• **PROBLEM STATEMENT**: Work out the number of lines in the listing that include the string "apps". Reply with that number alone.

• **RECORDS TO PROCESS**:
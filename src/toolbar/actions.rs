//! Stateless toolbar actions
//!
//! Browser side effects (reload, new tab, body class) live in the UI layer;
//! this module holds the decisions behind them.

use std::collections::HashMap;

use chrono::{DateTime, Utc};

use crate::domain::models::{
    AppInfo, BootInfo, FieldType, Indicator, Notification, SessionDefaultField,
};
use crate::shared::constants::SESSION_DEFAULTS_SUCCESS;
use crate::shared::errors::{Result, ToolbarError};
use crate::shared::logging::{log_action, log_action_error, log_session_defaults_saved};
use crate::shared::storage::{self, KeyValueStore};
use crate::shared::utils::Throttle;
use crate::toolbar::route::DeskRoute;

/// Invert the stored full width flag and return the new value
pub fn toggle_full_width(store: &mut dyn KeyValueStore) -> Result<bool> {
    let enabled = !storage::load_full_width(store);
    storage::save_full_width(store, enabled)?;
    log_action("toggle_full_width");
    Ok(enabled)
}

/// Local half of a cache clear. `Err(Throttled)` inside the throttle window.
pub fn clear_cache(
    store: &mut dyn KeyValueStore,
    throttle: &mut Throttle,
    now: DateTime<Utc>,
) -> Result<usize> {
    if !throttle.try_fire(now) {
        return Err(ToolbarError::Throttled("clear_cache"));
    }
    log_action("clear_cache");
    storage::clear_local_cache(store)
}

/// Route segments of the current user's profile form
pub fn user_profile_route(boot: &BootInfo) -> DeskRoute {
    DeskRoute::new(["Form", "User", boot.user.as_str()])
}

/// Content of the about dialog
#[derive(Debug, Clone, PartialEq)]
pub struct AboutInfo {
    pub apps: Vec<AppInfo>,
}

pub fn about_info(boot: Option<&BootInfo>) -> Result<AboutInfo> {
    let boot = boot.ok_or_else(|| ToolbarError::About("session not loaded".to_string()))?;
    if boot.apps.is_empty() {
        return Err(ToolbarError::About("no installed apps reported".to_string()));
    }
    Ok(AboutInfo {
        apps: boot.apps.clone(),
    })
}

/// Show-about never fails: errors are logged and the dialog stays closed
pub fn show_about(boot: Option<&BootInfo>) -> Option<AboutInfo> {
    log_action("show_about");
    match about_info(boot) {
        Ok(info) => Some(info),
        Err(e) => {
            log_action_error("show_about", &e.to_string());
            None
        }
    }
}

pub const SESSION_DEFAULT_SETTINGS_FIELD: &str = "settings";

/// Prompt fields, plus a settings shortcut for users allowed to open it
pub fn session_default_prompt_fields(
    mut fields: Vec<SessionDefaultField>,
    boot: &BootInfo,
) -> Vec<SessionDefaultField> {
    if boot.can_open_session_default_settings() {
        fields.push(SessionDefaultField::new(
            SESSION_DEFAULT_SETTINGS_FIELD,
            FieldType::Button,
            "Settings",
        ));
    }
    fields
}

/// Values to send back: every input field present, unset ones as ""
pub fn fill_missing_values(
    fields: &[SessionDefaultField],
    mut values: HashMap<String, String>,
) -> HashMap<String, String> {
    for field in fields.iter().filter(|f| !f.is_button()) {
        values.entry(field.fieldname.clone()).or_default();
    }
    values.retain(|name, _| {
        fields
            .iter()
            .any(|f| !f.is_button() && &f.fieldname == name)
    });
    values
}

/// Initial prompt values taken from field defaults
pub fn initial_values(fields: &[SessionDefaultField]) -> HashMap<String, String> {
    fields
        .iter()
        .filter(|f| !f.is_button())
        .map(|f| (f.fieldname.clone(), f.default.clone().unwrap_or_default()))
        .collect()
}

/// Notification for the server reply; `true` when the cache must be cleared
pub fn session_defaults_outcome(message: &str, field_count: usize) -> (Notification, bool) {
    let success = message == SESSION_DEFAULTS_SUCCESS;
    log_session_defaults_saved(field_count, success);
    if success {
        (Notification::new("Session Defaults Saved", Indicator::Green), true)
    } else {
        (
            Notification::new(
                "An error occurred while setting Session Defaults",
                Indicator::Red,
            ),
            false,
        )
    }
}

#[cfg(test)]
mod tests {
    use super::*;
    use crate::domain::models::SYSTEM_MANAGER_ROLE;
    use crate::shared::storage::MemoryStore;
    use chrono::Duration;

    fn fields() -> Vec<SessionDefaultField> {
        vec![
            SessionDefaultField::new("company", FieldType::Link, "Company").with_options("Company"),
            SessionDefaultField::new("currency", FieldType::Select, "Currency")
                .with_options("EUR\nUSD")
                .with_default("EUR"),
        ]
    }

    #[test]
    fn test_toggle_full_width_twice_restores_flag() {
        let mut store = MemoryStore::new();
        assert!(toggle_full_width(&mut store).unwrap());
        assert!(!toggle_full_width(&mut store).unwrap());
        assert!(!storage::load_full_width(&store));

        storage::save_full_width(&mut store, true).unwrap();
        toggle_full_width(&mut store).unwrap();
        toggle_full_width(&mut store).unwrap();
        assert!(storage::load_full_width(&store));
    }

    #[test]
    fn test_clear_cache_is_throttled() {
        let mut store = MemoryStore::new();
        store.set("_version", "15").unwrap();
        let mut throttle = Throttle::new(Duration::seconds(10));
        let now = Utc::now();

        assert_eq!(clear_cache(&mut store, &mut throttle, now).unwrap(), 1);
        assert!(matches!(
            clear_cache(&mut store, &mut throttle, now + Duration::seconds(1)),
            Err(ToolbarError::Throttled(_))
        ));
        assert_eq!(
            clear_cache(&mut store, &mut throttle, now + Duration::seconds(11)).unwrap(),
            0
        );
    }

    #[test]
    fn test_show_about_swallows_errors() {
        assert_eq!(show_about(None), None);
        assert_eq!(show_about(Some(&BootInfo::default())), None);

        let boot = BootInfo {
            apps: vec![AppInfo {
                name: "desk".into(),
                title: "Desk".into(),
                version: "1.0.0".into(),
            }],
            ..Default::default()
        };
        assert_eq!(show_about(Some(&boot)).map(|info| info.apps.len()), Some(1));
    }

    #[test]
    fn test_settings_button_only_for_permitted_users() {
        let mut boot = BootInfo {
            user: "jane@example.com".into(),
            ..Default::default()
        };
        assert_eq!(session_default_prompt_fields(fields(), &boot).len(), 2);

        boot.roles.push(SYSTEM_MANAGER_ROLE.to_string());
        let prompt = session_default_prompt_fields(fields(), &boot);
        assert_eq!(prompt.len(), 3);
        assert!(prompt[2].is_button());
    }

    #[test]
    fn test_fill_missing_values_blanks_unset_fields() {
        let mut prompt = fields();
        prompt.push(SessionDefaultField::new(
            SESSION_DEFAULT_SETTINGS_FIELD,
            FieldType::Button,
            "Settings",
        ));
        let mut values = HashMap::new();
        values.insert("currency".to_string(), "USD".to_string());

        let filled = fill_missing_values(&prompt, values);

        assert_eq!(filled.len(), 2);
        assert_eq!(filled["company"], "");
        assert_eq!(filled["currency"], "USD");
        assert!(!filled.contains_key(SESSION_DEFAULT_SETTINGS_FIELD));
    }

    #[test]
    fn test_initial_values_use_defaults() {
        let values = initial_values(&fields());
        assert_eq!(values["currency"], "EUR");
        assert_eq!(values["company"], "");
    }

    #[test]
    fn test_session_defaults_outcome() {
        let (note, clear) = session_defaults_outcome("success", 2);
        assert_eq!(note.indicator, Indicator::Green);
        assert!(clear);

        let (note, clear) = session_defaults_outcome("failed", 2);
        assert_eq!(note.indicator, Indicator::Red);
        assert!(!clear);
    }

    #[test]
    fn test_user_profile_route() {
        let boot = BootInfo {
            user: "jane@example.com".into(),
            ..Default::default()
        };
        assert_eq!(user_profile_route(&boot).as_route_str(), "Form/User/jane@example.com");
    }
}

• **FINAL ANSWER**: 6